Todo fue bien hasta que llegaron al Estrecho. Consuelo permaneció durante casi todo el trayecto en cubierta. Quería ver bien el mar. Pero no vio nada. Todo lo contrario, creyó morir. Unos marineros, que por cierto lo estaban pasando bomba gracias a ella, la tuvieron que llevar al salón de primera, y colocarla frente a su ama. Lidia, al verla tan pálida, ni se inquietó. Siguió tomando ginebra y riéndose de las ocurrencias del capitán, hombre de mar que debía de ser bastante amigo suyo. A Consuelo tuvieron que tenderla en un diván. Cuando se sintió un tanto mejor, la propia Lidia le recomendó que saliera a cubierta y tomara el aire. Ya estaban llegando. Así vería la ciudad. La vio toda malva. Rarísima. El barco había echado anclas en mitad de la bahía con el mar picado.

—¿No atraca? —preguntó Consuelo a un pasajero.

El hombre, muy sonriente, le contesta:

—No. Ahora vendrán las barcazas. A menos que la cosa esté bastante fea y tengamos que pasar la noche aquí.

Consuelo, que minutos antes se había arreglado el cabello y colocado su asombrosa capellina como si fuera a asistir a un baile, por poco se desmaya. En cuanto se acercaron las barcazas, algunos hombres, en particular los de tercera, saltan con una despreocupación muy española a aquellos faluchos que, vistos desde arriba, parecen cáscaras de algarrobo. A las mujeres, un negroide como un castillo las toma en brazos. Cuando le llega el turno a Consuelo, aquello no son gritos. En el fondo, encantada (aquello le recordaba un episodio de Los hijos del Capitán Grant que había visto en el teatro). Los pasajeros que han quedado a bordo, y los de las barcazas, ríen divertidos. Y cuanto más ríen, ella más grita. Para colmo de males, un golpe de aire se lleva la famosa pamela. Consuelo llora desconsolada. Desde la barandilla, Lidia intenta calmar su pena prometiéndole una mucho más bonita. Pero ella contempla acongojada cómo flota sobre las aguas —que ahora son verdes— su adorado sombrero. Algunas almas caritativas del género masculino pretenden alcanzarlo con sus bastones. Pero e muy condenado, cuando parece que se acerca, empujado por una ola es cuando más se aleja, quién sabe si con ánimo de aparecer en la orilla de cualquier playa desierta. De seguro que las margaritas se las comerán las gaviotas. En el muelle, que es de tablas, las espera un coche de punto. Atraviesan la ciudad a la luz de la luna y un anochecer estupendo en el que todo huele a jazmines y a yerbabuena. Consuelo no hace más que repetirse para sus adentros: «Estás en África, Consuelito».

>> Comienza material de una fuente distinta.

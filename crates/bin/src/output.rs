//! Output formatting helpers for human-readable and JSON output.

use clap::ValueEnum;
use serde::Serialize;
use vitrine::{
    clock::format_millis,
    view::{BlockContent, BlockView, CollectionTree, CollectionView, PanelView, SectionView, WaypointView},
};

/// Output format selection
#[derive(Debug, Clone, Copy, PartialEq, Eq, ValueEnum)]
pub enum OutputFormat {
    Human,
    Json,
}

/// A view that can be printed as one table row.
pub trait Row {
    const HEADERS: &'static [&'static str];

    fn row(&self) -> Vec<String>;
}

fn or_dash(value: Option<&str>) -> String {
    value.unwrap_or("-").to_string()
}

impl Row for CollectionView {
    const HEADERS: &'static [&'static str] = &["ID", "NAME", "REVISION", "UPDATED"];

    fn row(&self) -> Vec<String> {
        vec![
            self.id.to_string(),
            self.name.clone(),
            self.revision.to_string(),
            format_millis(self.updated_at),
        ]
    }
}

impl Row for SectionView {
    const HEADERS: &'static [&'static str] = &["ORDER", "ID", "TITLE", "DESCRIPTION"];

    fn row(&self) -> Vec<String> {
        vec![
            self.order.to_string(),
            self.id.to_string(),
            self.title.clone(),
            or_dash(self.description.as_deref()),
        ]
    }
}

impl Row for PanelView {
    const HEADERS: &'static [&'static str] = &["ORDER", "ID", "TITLE", "DISPLAY"];

    fn row(&self) -> Vec<String> {
        let mut display = Vec::new();
        if !self.display.show_title {
            display.push("hidden-title".to_string());
        }
        if self.display.full_width {
            display.push("full-width".to_string());
        }
        if let Some(theme) = &self.display.theme {
            display.push(format!("theme={theme}"));
        }
        vec![
            self.order.to_string(),
            self.id.to_string(),
            self.title.clone(),
            if display.is_empty() {
                "-".to_string()
            } else {
                display.join(",")
            },
        ]
    }
}

/// One-line summary of a block payload.
pub fn summarize(content: &BlockContent) -> String {
    let summary = match content {
        BlockContent::Text(text) => text.body.clone(),
        BlockContent::Image(image) => image.url.clone(),
        BlockContent::Video(video) => video.url.clone(),
        BlockContent::Audio(audio) => audio.url.clone(),
        BlockContent::Quote(quote) => quote.text.clone(),
        BlockContent::Other { content, .. } => content.to_string(),
    };
    let mut chars = summary.chars();
    let head: String = chars.by_ref().take(48).collect();
    if chars.next().is_some() {
        format!("{head}…")
    } else {
        head
    }
}

impl Row for BlockView {
    const HEADERS: &'static [&'static str] = &["ORDER", "ID", "TYPE", "CONTENT"];

    fn row(&self) -> Vec<String> {
        vec![
            self.order.to_string(),
            self.id.to_string(),
            self.content.kind().to_string(),
            summarize(&self.content),
        ]
    }
}

impl Row for WaypointView {
    const HEADERS: &'static [&'static str] = &["ORDER", "ID", "TITLE", "COORDINATES"];

    fn row(&self) -> Vec<String> {
        vec![
            self.order.to_string(),
            self.id.to_string(),
            self.title.clone(),
            self.coordinates
                .map(|c| format!("{:.5}, {:.5}", c.lat, c.lng))
                .unwrap_or_else(|| "-".to_string()),
        ]
    }
}

/// Print a table with aligned columns in human-readable format.
///
/// `headers` and each row in `rows` must have the same length.
pub fn print_table(headers: &[&str], rows: &[Vec<String>]) {
    if rows.is_empty() {
        return;
    }

    // Column widths in characters, not bytes
    let col_count = headers.len();
    let mut widths: Vec<usize> = headers.iter().map(|h| h.chars().count()).collect();
    for row in rows {
        for (i, cell) in row.iter().enumerate().take(col_count) {
            widths[i] = widths[i].max(cell.chars().count());
        }
    }

    let render = |cells: Vec<&str>| -> String {
        cells
            .iter()
            .enumerate()
            .map(|(i, cell)| format!("{:<width$}", cell, width = widths[i]))
            .collect::<Vec<_>>()
            .join("  ")
            .trim_end()
            .to_string()
    };

    println!("{}", render(headers.to_vec()));
    for row in rows {
        println!("{}", render(row.iter().take(col_count).map(String::as_str).collect()));
    }
}

/// Print a list of views as a table or a JSON array.
pub fn print_rows<T: Row + Serialize>(
    items: &[T],
    format: OutputFormat,
    empty: &str,
) -> Result<(), Box<dyn std::error::Error>> {
    match format {
        OutputFormat::Human => {
            if items.is_empty() {
                println!("{empty}");
                return Ok(());
            }
            let rows: Vec<Vec<String>> = items.iter().map(Row::row).collect();
            print_table(T::HEADERS, &rows);
        }
        OutputFormat::Json => println!("{}", serde_json::to_string(items)?),
    }
    Ok(())
}

/// Print a single view as `KEY: value` lines or a JSON object.
pub fn print_one<T: Row + Serialize>(
    item: &T,
    format: OutputFormat,
) -> Result<(), Box<dyn std::error::Error>> {
    match format {
        OutputFormat::Human => {
            let width = T::HEADERS.iter().map(|h| h.len()).max().unwrap_or(0) + 1;
            for (header, value) in T::HEADERS.iter().zip(item.row()) {
                println!("{:<width$} {value}", format!("{header}:"), width = width);
            }
        }
        OutputFormat::Json => println!("{}", serde_json::to_string(item)?),
    }
    Ok(())
}

/// Print a whole collection as an indented outline or nested JSON.
pub fn print_tree(
    tree: &CollectionTree,
    format: OutputFormat,
) -> Result<(), Box<dyn std::error::Error>> {
    if format == OutputFormat::Json {
        println!("{}", serde_json::to_string(tree)?);
        return Ok(());
    }

    let collection = &tree.collection;
    println!("{} ({}) rev {}", collection.name, collection.id, collection.revision);
    if let Some(description) = &collection.description {
        println!("  {description}");
    }
    for section in &tree.sections {
        println!(
            "  [{}] {} ({})",
            section.section.order, section.section.title, section.section.id
        );
        for panel in &section.panels {
            println!(
                "    [{}] {} ({})",
                panel.panel.order, panel.panel.title, panel.panel.id
            );
            for block in &panel.blocks {
                println!(
                    "      [{}] {}: {} ({})",
                    block.order,
                    block.content.kind(),
                    summarize(&block.content),
                    block.id
                );
            }
        }
    }
    if !tree.waypoints.is_empty() {
        println!("  Waypoints:");
        for waypoint in &tree.waypoints {
            println!("    [{}] {} ({})", waypoint.order, waypoint.title, waypoint.id);
        }
    }
    Ok(())
}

Cuando llegan a la casa, que por entonces ofrecía un aspecto distinto porque la balaustrada era de mármol y las columnas del porche estaban cubiertas de enredadera, se detiene el cochero. Baja hasta la verja, que es de hierro forjado, y tira de un llamador. El cántico sonoro de una pequeña campana viene a desparramarse por todos aquellos verdes ámbitos que la noche pinta de un color indeciso. Aparecen como extraños espectros los primeros criados. Abren la verja para que el coche atraviese el sendero, entonces bien cuidada avenida sembrada de grava. Se detienen a los pies de la terraza. Allí las recibe una monja alemana que lleva de la mano a dos niños vestidos de negro, con botines y aspecto de sueño. Uno es gordinflón y feo, cara de perro pachón. Se llama Julio. El otro, para Consuelo, es el niño más guapo del mundo. Se llama Jaime.